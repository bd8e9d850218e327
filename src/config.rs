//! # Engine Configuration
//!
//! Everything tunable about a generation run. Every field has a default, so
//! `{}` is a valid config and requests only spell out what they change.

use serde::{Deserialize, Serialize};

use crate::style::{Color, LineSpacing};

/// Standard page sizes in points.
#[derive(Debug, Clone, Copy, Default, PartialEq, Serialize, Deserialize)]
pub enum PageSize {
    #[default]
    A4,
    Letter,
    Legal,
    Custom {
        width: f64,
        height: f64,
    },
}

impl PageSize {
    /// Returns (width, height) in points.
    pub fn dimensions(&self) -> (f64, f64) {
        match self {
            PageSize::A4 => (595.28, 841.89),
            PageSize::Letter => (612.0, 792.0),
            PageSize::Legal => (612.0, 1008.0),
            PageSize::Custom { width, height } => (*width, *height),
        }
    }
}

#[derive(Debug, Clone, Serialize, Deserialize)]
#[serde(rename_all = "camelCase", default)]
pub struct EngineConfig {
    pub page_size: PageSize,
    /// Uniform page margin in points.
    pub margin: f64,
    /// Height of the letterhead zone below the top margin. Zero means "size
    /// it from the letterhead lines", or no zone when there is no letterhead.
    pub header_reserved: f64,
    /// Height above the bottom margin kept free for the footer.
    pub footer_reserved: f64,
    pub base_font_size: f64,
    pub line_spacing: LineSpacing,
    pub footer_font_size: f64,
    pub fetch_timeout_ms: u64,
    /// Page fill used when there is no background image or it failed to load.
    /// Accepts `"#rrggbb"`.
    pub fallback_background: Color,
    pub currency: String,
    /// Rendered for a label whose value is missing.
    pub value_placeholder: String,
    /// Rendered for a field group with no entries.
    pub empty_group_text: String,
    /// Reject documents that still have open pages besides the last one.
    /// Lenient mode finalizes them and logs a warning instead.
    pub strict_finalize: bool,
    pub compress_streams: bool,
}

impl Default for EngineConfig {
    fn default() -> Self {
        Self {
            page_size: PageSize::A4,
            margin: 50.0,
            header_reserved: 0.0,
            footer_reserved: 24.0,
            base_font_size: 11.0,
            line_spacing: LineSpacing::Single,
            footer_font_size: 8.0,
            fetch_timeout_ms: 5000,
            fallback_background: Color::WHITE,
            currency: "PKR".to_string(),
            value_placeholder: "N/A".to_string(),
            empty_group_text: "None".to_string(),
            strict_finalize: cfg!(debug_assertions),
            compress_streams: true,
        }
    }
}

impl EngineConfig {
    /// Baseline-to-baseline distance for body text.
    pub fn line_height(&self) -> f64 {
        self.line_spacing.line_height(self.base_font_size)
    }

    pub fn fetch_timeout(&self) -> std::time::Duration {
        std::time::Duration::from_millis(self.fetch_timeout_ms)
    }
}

┄┄┄┄┄┄┄┄┄┄

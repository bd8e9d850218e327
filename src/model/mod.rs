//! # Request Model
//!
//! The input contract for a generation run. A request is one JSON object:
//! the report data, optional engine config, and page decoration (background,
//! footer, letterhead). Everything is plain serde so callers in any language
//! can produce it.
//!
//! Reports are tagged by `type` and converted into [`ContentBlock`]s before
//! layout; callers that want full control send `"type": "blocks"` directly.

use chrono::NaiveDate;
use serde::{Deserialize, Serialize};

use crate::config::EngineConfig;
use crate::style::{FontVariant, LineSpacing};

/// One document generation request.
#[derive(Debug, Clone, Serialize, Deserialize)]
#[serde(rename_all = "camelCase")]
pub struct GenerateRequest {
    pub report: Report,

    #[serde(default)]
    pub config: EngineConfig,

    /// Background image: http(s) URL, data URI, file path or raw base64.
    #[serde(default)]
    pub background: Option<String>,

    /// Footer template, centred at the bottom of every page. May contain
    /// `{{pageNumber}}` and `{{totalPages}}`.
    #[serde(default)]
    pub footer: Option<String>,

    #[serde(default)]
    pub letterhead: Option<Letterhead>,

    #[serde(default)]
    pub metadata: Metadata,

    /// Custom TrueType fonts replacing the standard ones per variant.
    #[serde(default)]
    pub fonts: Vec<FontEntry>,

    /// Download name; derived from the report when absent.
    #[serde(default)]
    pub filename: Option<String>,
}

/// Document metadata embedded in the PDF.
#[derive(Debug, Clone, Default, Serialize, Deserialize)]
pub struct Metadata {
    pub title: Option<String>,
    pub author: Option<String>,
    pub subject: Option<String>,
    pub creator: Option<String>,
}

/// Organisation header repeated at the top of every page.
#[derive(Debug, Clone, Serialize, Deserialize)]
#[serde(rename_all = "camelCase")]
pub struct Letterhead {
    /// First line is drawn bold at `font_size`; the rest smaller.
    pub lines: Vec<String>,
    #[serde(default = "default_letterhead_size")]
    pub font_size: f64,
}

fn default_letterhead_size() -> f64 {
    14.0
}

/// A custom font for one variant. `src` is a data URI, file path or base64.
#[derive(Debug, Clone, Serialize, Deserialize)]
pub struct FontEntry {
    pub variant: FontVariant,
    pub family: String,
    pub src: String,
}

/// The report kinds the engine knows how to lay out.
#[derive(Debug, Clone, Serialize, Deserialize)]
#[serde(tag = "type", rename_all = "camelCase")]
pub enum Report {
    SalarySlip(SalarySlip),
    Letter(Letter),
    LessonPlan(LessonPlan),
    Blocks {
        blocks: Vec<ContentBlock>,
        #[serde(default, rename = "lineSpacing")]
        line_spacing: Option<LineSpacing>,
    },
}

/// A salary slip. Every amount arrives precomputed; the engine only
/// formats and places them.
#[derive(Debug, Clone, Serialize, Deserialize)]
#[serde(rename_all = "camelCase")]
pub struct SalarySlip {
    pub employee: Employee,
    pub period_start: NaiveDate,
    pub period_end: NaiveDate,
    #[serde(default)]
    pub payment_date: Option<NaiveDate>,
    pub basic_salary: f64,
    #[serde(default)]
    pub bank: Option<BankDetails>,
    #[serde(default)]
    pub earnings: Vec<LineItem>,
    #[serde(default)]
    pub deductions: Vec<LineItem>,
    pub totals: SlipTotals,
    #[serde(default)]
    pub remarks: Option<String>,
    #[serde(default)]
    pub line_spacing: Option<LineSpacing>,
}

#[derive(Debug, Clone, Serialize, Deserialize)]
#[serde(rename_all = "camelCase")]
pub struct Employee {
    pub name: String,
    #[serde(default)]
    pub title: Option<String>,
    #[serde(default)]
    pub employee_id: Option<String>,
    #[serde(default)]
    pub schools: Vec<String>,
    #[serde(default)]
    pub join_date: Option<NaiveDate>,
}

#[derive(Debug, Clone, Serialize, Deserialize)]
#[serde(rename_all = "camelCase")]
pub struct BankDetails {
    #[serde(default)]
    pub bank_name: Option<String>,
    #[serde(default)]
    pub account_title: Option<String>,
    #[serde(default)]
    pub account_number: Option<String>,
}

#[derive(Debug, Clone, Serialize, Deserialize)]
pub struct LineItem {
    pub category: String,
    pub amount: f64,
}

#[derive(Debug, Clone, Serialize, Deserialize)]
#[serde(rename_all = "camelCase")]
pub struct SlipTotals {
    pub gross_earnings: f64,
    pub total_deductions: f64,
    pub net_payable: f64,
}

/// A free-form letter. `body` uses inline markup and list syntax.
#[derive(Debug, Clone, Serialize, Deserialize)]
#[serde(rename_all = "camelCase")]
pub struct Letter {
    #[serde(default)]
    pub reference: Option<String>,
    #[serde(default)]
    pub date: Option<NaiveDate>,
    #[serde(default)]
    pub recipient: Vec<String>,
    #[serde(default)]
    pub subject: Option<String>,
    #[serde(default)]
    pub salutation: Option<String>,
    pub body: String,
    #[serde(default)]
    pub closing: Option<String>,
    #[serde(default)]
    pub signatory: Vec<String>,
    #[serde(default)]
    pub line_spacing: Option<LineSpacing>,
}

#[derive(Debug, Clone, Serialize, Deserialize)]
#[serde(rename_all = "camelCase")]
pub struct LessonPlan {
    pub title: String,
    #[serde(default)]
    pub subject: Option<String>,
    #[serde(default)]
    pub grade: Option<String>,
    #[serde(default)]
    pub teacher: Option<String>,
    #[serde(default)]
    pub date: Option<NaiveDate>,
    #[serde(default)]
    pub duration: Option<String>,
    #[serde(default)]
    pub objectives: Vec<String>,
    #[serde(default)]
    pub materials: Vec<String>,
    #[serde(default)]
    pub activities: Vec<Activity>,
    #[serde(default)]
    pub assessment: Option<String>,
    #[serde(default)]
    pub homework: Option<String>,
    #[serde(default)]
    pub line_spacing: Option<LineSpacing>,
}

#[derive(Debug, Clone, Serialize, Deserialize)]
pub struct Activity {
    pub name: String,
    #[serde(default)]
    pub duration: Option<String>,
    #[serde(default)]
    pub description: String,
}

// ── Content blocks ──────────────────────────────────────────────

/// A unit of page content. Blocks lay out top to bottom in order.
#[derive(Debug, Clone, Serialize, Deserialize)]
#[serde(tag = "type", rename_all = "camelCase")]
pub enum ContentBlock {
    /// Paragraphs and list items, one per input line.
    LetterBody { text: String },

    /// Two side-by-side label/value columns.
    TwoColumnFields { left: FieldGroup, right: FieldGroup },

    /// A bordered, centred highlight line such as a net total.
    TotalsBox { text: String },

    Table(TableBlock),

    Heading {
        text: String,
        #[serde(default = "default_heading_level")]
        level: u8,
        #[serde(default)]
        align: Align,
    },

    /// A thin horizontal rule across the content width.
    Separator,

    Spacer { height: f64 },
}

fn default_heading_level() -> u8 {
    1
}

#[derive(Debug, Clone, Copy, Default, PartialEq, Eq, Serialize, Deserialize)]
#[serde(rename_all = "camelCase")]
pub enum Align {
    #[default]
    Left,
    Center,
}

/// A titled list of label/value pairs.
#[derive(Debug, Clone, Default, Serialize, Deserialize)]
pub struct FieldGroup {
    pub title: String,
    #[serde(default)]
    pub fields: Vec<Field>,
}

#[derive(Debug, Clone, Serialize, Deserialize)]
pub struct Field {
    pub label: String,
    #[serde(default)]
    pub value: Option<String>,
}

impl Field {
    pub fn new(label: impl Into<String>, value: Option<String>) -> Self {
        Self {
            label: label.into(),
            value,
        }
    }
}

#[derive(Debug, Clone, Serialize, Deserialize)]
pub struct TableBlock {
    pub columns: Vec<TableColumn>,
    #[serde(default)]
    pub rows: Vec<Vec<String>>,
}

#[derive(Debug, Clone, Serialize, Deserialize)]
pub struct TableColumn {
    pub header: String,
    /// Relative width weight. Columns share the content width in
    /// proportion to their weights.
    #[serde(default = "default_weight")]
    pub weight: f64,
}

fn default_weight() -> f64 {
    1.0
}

┄┄┄┄┄┄┄┄┄┄

# PROBLEM TO SOLVE
Check each line of the entries for "TableBlock" and copy those that have it.

# RESPONSE
    Table(TableBlock),
pub struct TableBlock {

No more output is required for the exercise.